Testing showed Christy’s blood was missing an important component called factor 8. Factor 8 is an essential blood factor needed to make their blood clot. After further testing doctor’s discovered that Christy had developed a very rare form of lupus – childhood systemic lupus.

Like adult lupus, childhood systemic lupus, is an autoimmune inflammatory condition where a trigger activates the immune system to change. The immune system does not recognize itself, begins to attack its own body and the person’s health quickly slips away. If Christy had entered into the hospital a moment later, or arrived at a hospital that was not staffed with pediatric rheumatologists and hematologists, her chances of being alive today would have been minimal.

Christy’s body had turned against her. Her immune system had totally destroyed her factor 8, and her body was bleeding out. Next her immune system made an assault on her skin and joints. In reaction she developed symptoms of arthritis and fever from overall inflammation. As time ticked by, her system wasted no time taking a hit on her kidneys, brain and demolishing different cells in her blood. All of her systems were inflamed, she was prone to infection.

That’s when the blood that flooded her lungs developed into a life-threatening fungus. As doctors worked on her she grew exceedingly sick, she was comatose, her joints were experiencing extreme inflammation and her body was swollen from the massive amount of internal bleeding. Unresponsive, her body began to shut down.

With every blow Christy’s immune system made, the pediatric intensive care team was there to simultaneously combat the condition and regulate her system. Christy was treated with multiple steroids and chemotherapy to cool her immune system down to a controlled state.

Two weeks after being in a medically induced coma, Christy finally woke up. She had a few set-backs during recovery, but she slowly began to heal. The bleeding had stopped.

Even though Christy had survived she would still need months of therapies, rehabilitation and a life-long regimen of medicines to manage her lupus. Christy would have to relearn how to talk, walk and care for herself. As she lay in bed her father would talk to her and urge her to try to start moving. Every night her father and her little brother would visit to give her support and keep her positive and her mother never left her side.

Rehabilitation therapists worked with Christy’s family to give her comprehensive care. Christy was able to heal by working with rehab therapists who utilized child centered therapy to help her gain her strength. For instance, Christy strengthened her arms by making friendship bracelets high over her head, as her therapist supported her and helped Christy follow through. She also went to the hospital gym and gained strength on the parallel bars.

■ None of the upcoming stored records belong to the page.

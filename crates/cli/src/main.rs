//! Jade Market CLI - database migrations and management tools.
//!
//! # Usage
//!
//! ```bash
//! # Run storefront (shop) database migrations
//! jm-cli migrate storefront
//!
//! # Run admin database migrations
//! jm-cli migrate admin
//!
//! # Run all database migrations
//! jm-cli migrate all
//!
//! # Create an admin user (prints a generated password once)
//! jm-cli admin create -e admin@example.com -n "Admin Name" -r super_admin
//!
//! # Seed the shop database with a demo catalog
//! jm-cli seed
//! ```

#![cfg_attr(not(test), forbid(unsafe_code))]

use clap::{Parser, Subcommand};

mod commands;

#[derive(Parser)]
#[command(name = "jm-cli")]
#[command(author, version, about = "Jade Market CLI tools")]
struct Cli {
    #[command(subcommand)]
    command: Commands,
}

#[derive(Subcommand)]
enum Commands {
    /// Run database migrations
    Migrate {
        #[command(subcommand)]
        target: MigrateTarget,
    },
    /// Manage admin users
    Admin {
        #[command(subcommand)]
        action: AdminAction,
    },
    /// Seed the shop database with a demo catalog
    Seed,
}

#[derive(Subcommand)]
enum MigrateTarget {
    /// Run storefront (shop) database migrations
    Storefront,
    /// Run admin database migrations
    Admin,
    /// Run all database migrations
    All,
}

#[derive(Subcommand)]
enum AdminAction {
    /// Create a new admin user with a generated password
    Create {
        /// Admin email address
        #[arg(short, long)]
        email: String,

        /// Admin display name
        #[arg(short, long)]
        name: String,

        /// Admin role (`super_admin`, `admin`, `viewer`)
        #[arg(short, long, default_value = "admin")]
        role: String,
    },
}

#[tokio::main]
async fn main() {
    tracing_subscriber::fmt::init();

    let cli = Cli::parse();

    let result: Result<(), Box<dyn std::error::Error>> = run(cli).await;

    if let Err(e) = result {
        tracing::error!("Command failed: {e}");
        std::process::exit(1);
    }
}

async fn run(cli: Cli) -> Result<(), Box<dyn std::error::Error>> {
    match cli.command {
        Commands::Migrate { target } => match target {
            MigrateTarget::Storefront => commands::migrate::storefront().await?,
            MigrateTarget::Admin => commands::migrate::admin().await?,
            MigrateTarget::All => {
                commands::migrate::storefront().await?;
                commands::migrate::admin().await?;
            }
        },
        Commands::Admin { action } => match action {
            AdminAction::Create { email, name, role } => {
                commands::admin::create_user(&email, &name, &role).await?;
            }
        },
        Commands::Seed => commands::seed::demo_catalog().await?,
    }
    Ok(())
}
//! Database migration commands.
//!
//! Migrations are embedded at compile time from each service's
//! `migrations/` directory and applied with sqlx's migrator.
//!
//! # Environment Variables
//!
//! - `STOREFRONT_DATABASE_URL` - `PostgreSQL` connection string for the shop
//! - `ADMIN_DATABASE_URL` - `PostgreSQL` connection string for the admin panel

use sqlx::PgPool;
use thiserror::Error;

/// Errors that can occur while running migrations.
#[derive(Debug, Error)]
pub enum MigrationError {
    /// Required environment variable is missing.
    #[error("Missing environment variable: {0}")]
    MissingEnvVar(&'static str),

    /// Database connection error.
    #[error("Database error: {0}")]
    Database(#[from] sqlx::Error),

    /// Migration failed to apply.
    #[error("Migration error: {0}")]
    Migration(#[from] sqlx::migrate::MigrateError),
}

/// Run shop database migrations.
///
/// # Errors
///
/// Returns `MigrationError` if the URL is missing, the connection fails,
/// or a migration fails to apply.
pub async fn storefront() -> Result<(), MigrationError> {
    dotenvy::dotenv().ok();

    let database_url = std::env::var("STOREFRONT_DATABASE_URL")
        .map_err(|_| MigrationError::MissingEnvVar("STOREFRONT_DATABASE_URL"))?;

    tracing::info!("Connecting to storefront database...");
    let pool = PgPool::connect(&database_url).await?;

    tracing::info!("Running storefront migrations...");
    sqlx::migrate!("../storefront/migrations").run(&pool).await?;

    tracing::info!("Storefront migrations complete");
    Ok(())
}

/// Run admin database migrations.
///
/// # Errors
///
/// Returns `MigrationError` if the URL is missing, the connection fails,
/// or a migration fails to apply.
pub async fn admin() -> Result<(), MigrationError> {
    dotenvy::dotenv().ok();

    let database_url = std::env::var("ADMIN_DATABASE_URL")
        .map_err(|_| MigrationError::MissingEnvVar("ADMIN_DATABASE_URL"))?;

    tracing::info!("Connecting to admin database...");
    let pool = PgPool::connect(&database_url).await?;

    tracing::info!("Running admin migrations...");
    sqlx::migrate!("../admin/migrations").run(&pool).await?;

    tracing::info!("Admin migrations complete");
    Ok(())
}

Child life specialists were there with Christy to help distract and provide comfort for her. As Christy’s health progressed she was able to visit the playroom where a child life specialist would give her a needed distraction and break. Christy would sit at the piano with a music therapist, and with ease she learned how to play songs like Twinkle, Twinkle Little Star, Happy Birthday and others.

With the support from her family, the care from a comprehensive care team and her will to get better; Christy is now home and doing well.

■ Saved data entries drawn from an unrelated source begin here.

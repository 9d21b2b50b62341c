//! Newsletter subscription route handlers.

use axum::{
    Json,
    extract::{Path, State},
};
use rand::Rng;
use serde::Deserialize;
use serde_json::{Value, json};
use tracing::instrument;

use jademart_core::Email;

use crate::db::NewsletterRepository;
use crate::error::{AppError, Result};
use crate::state::AppState;

/// Subscription payload.
#[derive(Debug, Deserialize)]
pub struct SubscribeRequest {
    pub email: String,
}

/// POST /newsletter/subscribe
///
/// Subscribing an address that is already on the list reactivates it;
/// the response is the same either way so the endpoint can't be used to
/// probe the subscriber list.
#[instrument(skip(state, request), fields(email = %request.email))]
pub async fn subscribe(
    State(state): State<AppState>,
    Json(request): Json<SubscribeRequest>,
) -> Result<Json<Value>> {
    let email =
        Email::parse(&request.email).map_err(|e| AppError::BadRequest(e.to_string()))?;

    let token = generate_unsubscribe_token();
    let repo = NewsletterRepository::new(state.pool());
    repo.subscribe(&email, &token).await?;

    tracing::info!("newsletter subscription recorded");

    Ok(Json(json!({ "ok": true })))
}

/// GET /newsletter/unsubscribe/{token}
///
/// Token links are embedded in every newsletter email.
#[instrument(skip(state))]
pub async fn unsubscribe(
    State(state): State<AppState>,
    Path(token): Path<String>,
) -> Result<Json<Value>> {
    let repo = NewsletterRepository::new(state.pool());
    let found = repo.unsubscribe_by_token(&token).await?;
    if !found {
        return Err(AppError::NotFound("unsubscribe token".to_owned()));
    }

    Ok(Json(json!({ "ok": true })))
}

/// Generate a URL-safe random unsubscribe token.
fn generate_unsubscribe_token() -> String {
    const ALPHABET: &[u8] = b"abcdefghijklmnopqrstuvwxyzABCDEFGHIJKLMNOPQRSTUVWXYZ0123456789";
    const TOKEN_LENGTH: usize = 40;

    let mut rng = rand::rng();
    (0..TOKEN_LENGTH)
        .map(|_| {
            let idx = rng.random_range(0..ALPHABET.len());
            ALPHABET[idx] as char
        })
        .collect()
}

#[cfg(test)]
mod tests {
    use super::*;

    #[test]
    fn test_unsubscribe_token_shape() {
        let token = generate_unsubscribe_token();
        assert_eq!(token.len(), 40);
        assert!(token.chars().all(|c| c.is_ascii_alphanumeric()));

        // Two draws should not collide
        assert_ne!(token, generate_unsubscribe_token());
    }
}
//! Application state shared across handlers.

use std::sync::Arc;
use std::time::Duration;

use moka::future::Cache;
use sqlx::PgPool;

use crate::config::StorefrontConfig;
use crate::services::payments::PaymentClient;

/// TTL for cached catalog/content responses.
const READ_CACHE_TTL: Duration = Duration::from_secs(60);

/// Maximum number of cached read responses.
const READ_CACHE_CAPACITY: u64 = 1_000;

/// Application state shared across all handlers.
///
/// This struct is cheaply cloneable via `Arc` and provides access to
/// shared resources like database connections and configuration.
#[derive(Clone)]
pub struct AppState {
    inner: Arc<AppStateInner>,
}

struct AppStateInner {
    config: StorefrontConfig,
    pool: PgPool,
    payments: PaymentClient,
    /// Short-TTL cache for published catalog and content reads.
    read_cache: Cache<String, serde_json::Value>,
}

impl AppState {
    /// Create a new application state.
    #[must_use]
    pub fn new(config: StorefrontConfig, pool: PgPool) -> Self {
        let payments = PaymentClient::new(&config.payment);
        let read_cache = Cache::builder()
            .max_capacity(READ_CACHE_CAPACITY)
            .time_to_live(READ_CACHE_TTL)
            .build();

        Self {
            inner: Arc::new(AppStateInner {
                config,
                pool,
                payments,
                read_cache,
            }),
        }
    }

    /// Get a reference to the storefront configuration.
    #[must_use]
    pub fn config(&self) -> &StorefrontConfig {
        &self.inner.config
    }

    /// Get a reference to the database connection pool.
    #[must_use]
    pub fn pool(&self) -> &PgPool {
        &self.inner.pool
    }

    /// Get a reference to the payment gateway client.
    #[must_use]
    pub fn payments(&self) -> &PaymentClient {
        &self.inner.payments
    }

    /// Get a reference to the catalog/content read cache.
    #[must_use]
    pub fn read_cache(&self) -> &Cache<String, serde_json::Value> {
        &self.inner.read_cache
    }
}
//! Admin account management (super admin only).

use axum::{
    Json,
    extract::{Path, State},
};
use serde::Deserialize;
use serde_json::{Value, json};
use tracing::instrument;

use jademart_core::{AdminRole, AdminUserId};

use crate::db::AdminUserRepository;
use crate::error::{AdminError, Result};
use crate::middleware::RequireSuperAdmin;
use crate::services::auth::AuthService;
use crate::state::AppState;

/// Payload for creating an admin account.
#[derive(Debug, Deserialize)]
pub struct CreateAdminRequest {
    pub email: String,
    pub name: String,
    pub role: AdminRole,
    pub password: String,
}

/// Payload for updating an admin account. Omitted fields stay unchanged.
#[derive(Debug, Deserialize)]
pub struct UpdateAdminRequest {
    pub role: Option<AdminRole>,
    pub active: Option<bool>,
}

/// GET /admin-users
#[instrument(skip(state))]
pub async fn list(
    State(state): State<AppState>,
    RequireSuperAdmin(_): RequireSuperAdmin,
) -> Result<Json<Value>> {
    let repo = AdminUserRepository::new(state.admin_pool());
    let admins = repo.list().await?;

    Ok(Json(json!({ "admins": admins })))
}

/// POST /admin-users
#[instrument(skip(state, request), fields(email = %request.email))]
pub async fn create(
    State(state): State<AppState>,
    RequireSuperAdmin(_): RequireSuperAdmin,
    Json(request): Json<CreateAdminRequest>,
) -> Result<Json<Value>> {
    let auth = AuthService::new(state.admin_pool());
    let admin = auth
        .create_account(&request.email, &request.name, request.role, &request.password)
        .await?;

    tracing::info!(admin_id = %admin.id, role = %admin.role, "admin account created");

    Ok(Json(json!({ "admin": admin })))
}

/// PATCH /admin-users/{id}
#[instrument(skip(state, request))]
pub async fn update(
    State(state): State<AppState>,
    RequireSuperAdmin(current): RequireSuperAdmin,
    Path(id): Path<i32>,
    Json(request): Json<UpdateAdminRequest>,
) -> Result<Json<Value>> {
    let id = AdminUserId::new(id);

    // Locking yourself out takes a second super admin
    if id == current.id && request.active == Some(false) {
        return Err(AdminError::Conflict(
            "cannot deactivate your own account".to_owned(),
        ));
    }

    let repo = AdminUserRepository::new(state.admin_pool());
    let admin = repo.update(id, request.role, request.active).await?;

    Ok(Json(json!({ "admin": admin })))
}

/// DELETE /admin-users/{id}
#[instrument(skip(state))]
pub async fn remove(
    State(state): State<AppState>,
    RequireSuperAdmin(current): RequireSuperAdmin,
    Path(id): Path<i32>,
) -> Result<Json<Value>> {
    let id = AdminUserId::new(id);

    if id == current.id {
        return Err(AdminError::Conflict(
            "cannot delete your own account".to_owned(),
        ));
    }

    let repo = AdminUserRepository::new(state.admin_pool());
    repo.delete(id).await?;

    tracing::info!(admin_id = %id, "admin account deleted");

    Ok(Json(json!({ "ok": true })))
}
//! Rate limiting middleware using governor and `tower_governor`.
//!
//! Two tiers:
//! - `auth_rate_limiter`: strict limits for login/registration (~10/min)
//! - `api_rate_limiter`: relaxed limits for cart/checkout/newsletter (~100/min)

use std::net::IpAddr;
use std::sync::Arc;

use axum::http::Request;
use governor::clock::QuantaInstant;
use governor::middleware::NoOpMiddleware;
use tower_governor::{GovernorError, GovernorLayer, governor::GovernorConfigBuilder};

/// Key extractor that reads the real client IP from proxy headers, falling
/// back through the common spellings.
#[derive(Clone, Copy)]
pub struct ProxyIpKeyExtractor;

impl tower_governor::key_extractor::KeyExtractor for ProxyIpKeyExtractor {
    type Key = IpAddr;

    fn extract<T>(&self, req: &Request<T>) -> Result<Self::Key, GovernorError> {
        let headers = req.headers();

        // X-Forwarded-For (first IP in the chain)
        if let Some(ip) = headers
            .get("x-forwarded-for")
            .and_then(|v| v.to_str().ok())
            .and_then(|s| s.split(',').next())
            .and_then(|s| s.trim().parse::<IpAddr>().ok())
        {
            return Ok(ip);
        }

        // X-Real-IP
        if let Some(ip) = headers
            .get("x-real-ip")
            .and_then(|v| v.to_str().ok())
            .and_then(|s| s.trim().parse::<IpAddr>().ok())
        {
            return Ok(ip);
        }

        Err(GovernorError::UnableToExtractKey)
    }
}

/// Rate limiter layer type for Axum.
pub type RateLimiterLayer =
    GovernorLayer<ProxyIpKeyExtractor, NoOpMiddleware<QuantaInstant>, axum::body::Body>;

/// Create rate limiter for auth endpoints: ~10 requests per minute per IP.
///
/// Configuration: 1 request every 6 seconds (replenish), burst of 5.
/// This prevents brute force attacks on login/registration endpoints.
///
/// # Panics
///
/// This function will not panic. The configuration uses only valid positive
/// integers (`per_second(6)` and `burst_size(5)`), which are always accepted
/// by `GovernorConfigBuilder`.
#[must_use]
pub fn auth_rate_limiter() -> RateLimiterLayer {
    let config = GovernorConfigBuilder::default()
        .key_extractor(ProxyIpKeyExtractor)
        .per_second(6) // Replenish 1 token every 6 seconds (~10/minute)
        .burst_size(5) // Allow burst of 5 requests
        .finish()
        .expect("rate limiter config with per_second(6) and burst_size(5) is valid");
    GovernorLayer::new(Arc::new(config))
}

/// Create rate limiter for general API: ~100 requests per minute per IP.
///
/// Configuration: 1 request per second (replenish), burst of 50.
///
/// # Panics
///
/// This function will not panic. The configuration uses only valid positive
/// integers (`per_second(1)` and `burst_size(50)`), which are always accepted
/// by `GovernorConfigBuilder`.
#[must_use]
pub fn api_rate_limiter() -> RateLimiterLayer {
    let config = GovernorConfigBuilder::default()
        .key_extractor(ProxyIpKeyExtractor)
        .per_second(1) // Replenish quickly
        .burst_size(50) // Allow burst of 50 requests
        .finish()
        .expect("rate limiter config with per_second(1) and burst_size(50) is valid");
    GovernorLayer::new(Arc::new(config))
}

Christy will have to learn to live with her diagnosis of systemic childhood lupus. This is a chronic life-long disease that is all about control and management. Christy is now taking fewer steroids, her blood is clotting normally, and her immune system is being regulated. Christy still has a comprehensive care team in which she sees a rheumatologist, blood doctors, and stomach doctors, and has made great progress.

Christy has gained a new passion for piano and music; her father even promised her a piano if she continued to give therapies her all and never give up. Thanks to fast acting, knowledgeable pediatric intensive care team and a little girl’s strength to survive Christy can continue to play her song.

     Twinkle, twinkle, little star,
     How I wonder what you are.
     Up above the world so high,
     Like a diamond in the sky.

     Then the traveller in the dark,
     Thanks you for your tiny spark,
     He could not see which way to go,
     If you did not twinkle so.